The Jerusalem Herald's articles have been cited by Arutz Sheva, reprinted by Israeli Frontline and the San Diego Jewish World, and translated into Italian by L'Informale. The site has also been promoted by Israel News Talk Radio.

Coverage 
The Jerusalem Herald's content is focused on six categories of coverage as listed on the site: The Jewish State, Judaism and Culture, World Stage, IDF and Security, Muslim World, and Weather.

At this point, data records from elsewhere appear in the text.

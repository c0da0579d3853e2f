//! Managed host mutations with live config application.
//!
//! Every mutation is followed by a push of the full host set. Only
//! creation is rolled back when that push fails; updates and deletes stay
//! in the store and are reported as [`PipelineError::ApplyNotRolledBack`].

use std::sync::Arc;

use gatehouse_core::advanced_config::normalize_advanced_config;
use gatehouse_core::error::CoreError;
use gatehouse_core::types::DbId;
use gatehouse_db::models::proxy_host::{CreateProxyHost, ProxyHost, UpdateProxyHost};
use serde::Serialize;
use uuid::Uuid;

use crate::error::{ApplyError, PipelineError};
use crate::store::{ConfigApplier, ProxyHostStore};

/// Accepted upstream schemes.
pub const VALID_FORWARD_SCHEMES: &[&str] = &["http", "https"];

/// Outcome of a bulk access-list assignment.
#[derive(Debug, Clone, Default, PartialEq, Eq, Serialize)]
pub struct BulkUpdateResult {
    pub updated: usize,
    pub errors: Vec<String>,
}

/// Check the fields every stored host must satisfy.
pub fn validate_host_fields(
    domain_names: &str,
    forward_scheme: &str,
    forward_host: &str,
    forward_port: i32,
) -> Result<(), CoreError> {
    if domain_names.trim().is_empty() {
        return Err(CoreError::Validation("Domain names are required".into()));
    }
    if !VALID_FORWARD_SCHEMES.contains(&forward_scheme) {
        return Err(CoreError::Validation(format!(
            "Invalid forward scheme '{forward_scheme}'. Must be one of: {}",
            VALID_FORWARD_SCHEMES.join(", ")
        )));
    }
    if forward_host.trim().is_empty() {
        return Err(CoreError::Validation(format!(
            "Host '{domain_names}' has no forward host"
        )));
    }
    if !(1..=65535).contains(&forward_port) {
        return Err(CoreError::Validation(format!(
            "Forward port {forward_port} is out of range (1-65535)"
        )));
    }
    Ok(())
}

/// Push the store's current host set to the live proxy.
pub(crate) async fn push_live(
    store: &dyn ProxyHostStore,
    applier: &dyn ConfigApplier,
) -> Result<(), PushError> {
    let hosts = store.list().await.map_err(PushError::Store)?;
    applier.apply(&hosts).await.map_err(PushError::Apply)
}

/// Why a live push did not happen.
#[derive(Debug)]
pub(crate) enum PushError {
    /// The host set could not be read, so nothing was pushed.
    Store(crate::error::StoreError),
    Apply(ApplyError),
}

impl std::fmt::Display for PushError {
    fn fmt(&self, f: &mut std::fmt::Formatter<'_>) -> std::fmt::Result {
        match self {
            PushError::Store(e) => write!(f, "{e}"),
            PushError::Apply(e) => write!(f, "{e}"),
        }
    }
}

impl PushError {
    fn into_apply(self) -> ApplyError {
        match self {
            PushError::Store(e) => ApplyError(format!("could not load hosts for push: {e}")),
            PushError::Apply(e) => e,
        }
    }
}

/// Proxy host operations that keep Caddy in sync with the store.
pub struct HostService {
    store: Arc<dyn ProxyHostStore>,
    applier: Arc<dyn ConfigApplier>,
}

impl HostService {
    pub fn new(store: Arc<dyn ProxyHostStore>, applier: Arc<dyn ConfigApplier>) -> Self {
        Self { store, applier }
    }

    pub async fn list(&self) -> Result<Vec<ProxyHost>, PipelineError> {
        Ok(self.store.list().await?)
    }

    pub async fn get(&self, uuid: Uuid) -> Result<ProxyHost, PipelineError> {
        self.store
            .find_by_uuid(uuid)
            .await?
            .ok_or_else(|| CoreError::not_found("ProxyHost", uuid).into())
    }

    /// Create a host and make it live. If the push fails the row is
    /// deleted again and [`PipelineError::Apply`] is returned.
    pub async fn create(&self, mut input: CreateProxyHost) -> Result<ProxyHost, PipelineError> {
        validate_host_fields(
            &input.domain_names,
            &input.forward_scheme,
            &input.forward_host,
            input.forward_port,
        )?;
        input.advanced_config = match input.advanced_config.as_deref() {
            Some(raw) => normalize_advanced_config(raw)?,
            None => None,
        };

        let host = self.store.create(&input).await?;

        if let Err(e) = push_live(self.store.as_ref(), self.applier.as_ref()).await {
            tracing::warn!(host_uuid = %host.uuid, error = %e, "Live apply failed, rolling back create");
            match self.store.delete(host.id).await {
                Ok(_) => {}
                Err(del_err) => tracing::error!(
                    host_uuid = %host.uuid,
                    error = %del_err,
                    "Failed to roll back host after apply failure",
                ),
            }
            return Err(PipelineError::Apply(e.into_apply()));
        }

        tracing::info!(host_uuid = %host.uuid, domains = %host.domain_names, "Proxy host created");
        Ok(host)
    }

    /// Apply a partial update. A changed advanced config snippet is
    /// normalized and the previous snippet is kept as the backup.
    pub async fn update(
        &self,
        uuid: Uuid,
        input: UpdateProxyHost,
    ) -> Result<ProxyHost, PipelineError> {
        let mut host = self.get(uuid).await?;
        input.apply_to(&mut host);
        validate_host_fields(
            &host.domain_names,
            &host.forward_scheme,
            &host.forward_host,
            host.forward_port,
        )?;

        if let Some(raw) = input.advanced_config.as_deref() {
            let normalized = normalize_advanced_config(raw)?;
            if normalized != host.advanced_config {
                host.advanced_config_backup = host.advanced_config.take();
                host.advanced_config = normalized;
            }
        }

        let updated = self
            .store
            .update(&host)
            .await?
            .ok_or_else(|| CoreError::not_found("ProxyHost", uuid))?;

        self.push_not_rolled_back(uuid).await?;
        tracing::info!(host_uuid = %uuid, "Proxy host updated");
        Ok(updated)
    }

    pub async fn delete(&self, uuid: Uuid) -> Result<(), PipelineError> {
        let host = self.get(uuid).await?;
        if !self.store.delete(host.id).await? {
            return Err(CoreError::not_found("ProxyHost", uuid).into());
        }
        self.push_not_rolled_back(uuid).await?;
        tracing::info!(host_uuid = %uuid, "Proxy host deleted");
        Ok(())
    }

    /// Set (or clear) the access list on many hosts. Per-host failures are
    /// collected; the live config is pushed once if anything changed.
    pub async fn bulk_assign_access_list(
        &self,
        host_uuids: &[Uuid],
        access_list_id: Option<DbId>,
    ) -> Result<BulkUpdateResult, PipelineError> {
        let mut result = BulkUpdateResult::default();

        for uuid in host_uuids {
            let outcome = match self.store.find_by_uuid(*uuid).await {
                Ok(Some(host)) => self
                    .store
                    .set_access_list(host.id, access_list_id)
                    .await
                    .map_err(|e| e.to_string())
                    .and_then(|row| row.ok_or_else(|| "host no longer exists".to_string())),
                Ok(None) => Err("host not found".to_string()),
                Err(e) => Err(e.to_string()),
            };
            match outcome {
                Ok(_) => result.updated += 1,
                Err(msg) => result.errors.push(format!("{uuid}: {msg}")),
            }
        }

        if result.updated > 0 {
            if let Err(e) = push_live(self.store.as_ref(), self.applier.as_ref()).await {
                tracing::error!(error = %e, updated = result.updated, "Live apply failed after bulk access list update");
                return Err(PipelineError::ApplyNotRolledBack(e.into_apply()));
            }
        }

        tracing::info!(
            updated = result.updated,
            failed = result.errors.len(),
            "Bulk access list assignment finished",
        );
        Ok(result)
    }

    async fn push_not_rolled_back(&self, uuid: Uuid) -> Result<(), PipelineError> {
        push_live(self.store.as_ref(), self.applier.as_ref())
            .await
            .map_err(|e| {
                tracing::error!(host_uuid = %uuid, error = %e, "Live apply failed; store change kept");
                PipelineError::ApplyNotRolledBack(e.into_apply())
            })
    }
}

Authors who have contributed articles to the site include Israel Institute for Strategic Studies founder and director Martin Sherman, former Israeli Ambassador to the U.S. Yoram Ettinger, activist group Boomerang - Fighting for Israel, journalist Moshe Dann, writer Brandon Marlon, Rabbi Chananya Weissman, veteran Israeli tour guide Shalom Pollack, and others.

Logo 
According to the site, The Jerusalem Herald logo "incorporates the design of the Choshen (priestly breastplate) worn by the Kohen Gadol (High Priest) in Biblical times. The 12  jewels of the Choshen represent the 12 tribes of the Jewish People — in other words, the entire nation. In ancient times, the nation would consult the Urim and Tumim of the Choshen for divine guidance from G-d about how to successfully deal with the burning questions of the day. This symbolizes the mission of The Jerusalem Herald to analyze current events and try to figure out what we as Jews should do according to G-d's will."